Despite what our parents and grandparents may have drilled into us, hospitality is far larger than etiquette and cultural customs of welcoming people or visiting them. Hospitality is a timeless spiritual principle that flows to us from our earliest scriptures, although today we tend to trump the value of hospitality with other values like competition and the desire for self-expression. That's unfortunate, because those more popular values often wind up carving out dangerous divisions in our communities.
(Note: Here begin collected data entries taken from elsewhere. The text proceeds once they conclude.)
//! crates/logging/src/category.rs
//! Diagnostic categories and their tracing targets.

use std::fmt;

/// Subsystem that produced a diagnostic.
///
/// Every recoverable failure inside the core is reported as a
/// `(category, message)` pair. The category maps onto a tracing target of the
/// form `dupluxy::<name>`, so `EnvFilter` directives such as
/// `dupluxy::flags=debug` select individual subsystems.
#[derive(Clone, Copy, Debug, Eq, Hash, PartialEq)]
#[cfg_attr(feature = "serde", derive(serde::Serialize, serde::Deserialize))]
pub enum LogCategory {
    /// Directory enumeration.
    ListDir,
    /// Extended attribute capture and restore.
    Attributes,
    /// OS flag word capture and restore.
    Flags,
    /// Ownership restore.
    Ownership,
    /// Hardlink tracking and restore.
    Hardlink,
    /// Special file creation.
    Special,
    /// Exclusion by attribute marker.
    Exclude,
    /// Tree walk driver.
    Walk,
}

impl LogCategory {
    /// All categories in declaration order.
    pub const ALL: [Self; 8] = [
        Self::ListDir,
        Self::Attributes,
        Self::Flags,
        Self::Ownership,
        Self::Hardlink,
        Self::Special,
        Self::Exclude,
        Self::Walk,
    ];

    /// Short name used in the tracing target.
    #[must_use]
    pub const fn name(self) -> &'static str {
        match self {
            Self::ListDir => "list_dir",
            Self::Attributes => "attributes",
            Self::Flags => "flags",
            Self::Ownership => "ownership",
            Self::Hardlink => "hardlink",
            Self::Special => "special",
            Self::Exclude => "exclude",
            Self::Walk => "walk",
        }
    }

    /// Full tracing target, e.g. `dupluxy::flags`.
    #[must_use]
    pub const fn target(self) -> &'static str {
        match self {
            Self::ListDir => "dupluxy::list_dir",
            Self::Attributes => "dupluxy::attributes",
            Self::Flags => "dupluxy::flags",
            Self::Ownership => "dupluxy::ownership",
            Self::Hardlink => "dupluxy::hardlink",
            Self::Special => "dupluxy::special",
            Self::Exclude => "dupluxy::exclude",
            Self::Walk => "dupluxy::walk",
        }
    }

    /// Maps a tracing target back onto its category.
    #[must_use]
    pub fn from_target(target: &str) -> Option<Self> {
        let name = target.strip_prefix("dupluxy::")?;
        Self::ALL.into_iter().find(|category| category.name() == name)
    }
}

impl fmt::Display for LogCategory {
    fn fmt(&self, f: &mut fmt::Formatter<'_>) -> fmt::Result {
        f.write_str(self.name())
    }
}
In his preface to the book, the Rev. Dirk Ficca, a well-known bridge builder himself through the Parliament of the World's Religions, explains the urgency of freshly exploring this kind of deep hospitality: "In a post-September 11 world, driven by the forces of globalization and religious identity, where communities of often starkly different languages, cultures, and traditions are now living side by side in major urban centers, the stakes have never been higher for a different reading of these traditions, with hospitality as the guiding principle."

Sawyer and Ficca both are from the Presbyterian Church USA, but Sawyer's book takes us far from mainline Protestantism in search of spiritual resources. Along the way, if you explore her book, you'll meet the Cistercian monk Thomas Keating, the Buddhist master Thich Nhat Hanh and many others.

I especially recommend the final chapters of the book, which reach into the most challenging - and potentially the most transformative -- kinds of hospitality: toward people we perceive as enemies and toward the Creation itself, including the creatures struggling to survive in our threatened natural world.

Consider this for small-group study, because a two-month series of classes easily could be built around this wisdom-filled paperback.